De l’écriture à la lecture : le bouleversement des codes traditionnels
3T. Porcher‑Wiart se penche plus spécifiquement sur les procédés stylistiques permettant la représentation du mystère. Ainsi certains éléments scripturaires, complétés par des choix singuliers mais assumés par l’auteur, permettent‑ils de cerner le dessein de Jouve. Dans un premier temps, les titres, qui sont analysés un à un par la critique, apparaissent comme porteurs d’un effet de brouillage ; effet d’ailleurs corroboré par le caractère énigmatique des incipits : ceux des deux premiers romans (Paulina 1880 et Le Monde désert) peignent précisément un espace à la fois réel et symbolique, vraisemblant et onirique, ce qui semble engendrer une superposition de plusieurs codes de lecture.

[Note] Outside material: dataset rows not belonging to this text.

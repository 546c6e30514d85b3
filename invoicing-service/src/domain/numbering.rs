//! Invoice number rendering.
//!
//! Reserving a counter value is a store operation (`next_invoice_number`)
//! so that the read and increment happen under one row lock.

/// Width of the zero-padded counter.
pub const COUNTER_WIDTH: usize = 6;

/// Render `{prefix}{counter:06}`.
pub fn format_invoice_number(prefix: &str, counter: i64) -> String {
    format!("{prefix}{counter:0width$}", width = COUNTER_WIDTH)
}

#[cfg(test)]
mod tests {
    use super::*;

    #[test]
    fn first_number_of_default_prefix() {
        assert_eq!(format_invoice_number("SF", 1), "SF000001");
    }

    #[test]
    fn consecutive_numbers_sort_in_issue_order() {
        let numbers: Vec<String> = (1..=3).map(|n| format_invoice_number("SF", n)).collect();
        assert_eq!(numbers, vec!["SF000001", "SF000002", "SF000003"]);
        let mut sorted = numbers.clone();
        sorted.sort();
        assert_eq!(sorted, numbers);
    }

    #[test]
    fn counter_wider_than_padding_is_not_truncated() {
        assert_eq!(format_invoice_number("INV-", 1234567), "INV-1234567");
    }

    #[test]
    fn empty_prefix() {
        assert_eq!(format_invoice_number("", 42), "000042");
    }
}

Là encore est souligné toute l’originalité des partis pris scripturaires du romancier. La lecture, précisément, ainsi que les habitudes qui s’y rattachent, se trouve particulièrement bouleverséepar l’élision des temps forts du récit. Comme nous le rappelle T. Porcher‑Wiart en s’appuyant sur Daniel Leuwers, Jouve cultive une « esthétique de la rupture » (p. 69). Le roman semble occulter la narration pour mieux privilégier les visions des personnages ; visions d’ailleurs relatées par un narrateur à la position ambiguë. Ainsi le lecteur est‑il amené, à plusieurs reprises, à s’interroger sur la nature même de ce qu’il lit : sont‑ce des récits de rêve ou des récits rêvés ? Sommes‑nous dans le surréalisme, le mouvement littéraire de l’époque, ou dans la surréalité, qui engage davantage la perception du personnage tout autant que celle du lecteur ? A‑t‑on affaire au fantastique ou au mythique ? Aucune détermination tranchée, ici, de la part de T. Porcher‑Wiart : comme l’auteur qu’elle étudie, la critique nous montre sans adopter une interprétation définitive et arrêtée. En d’autres termes, elle propose mais n’impose jamais, sur cet aspect de l’œuvre tout du moins.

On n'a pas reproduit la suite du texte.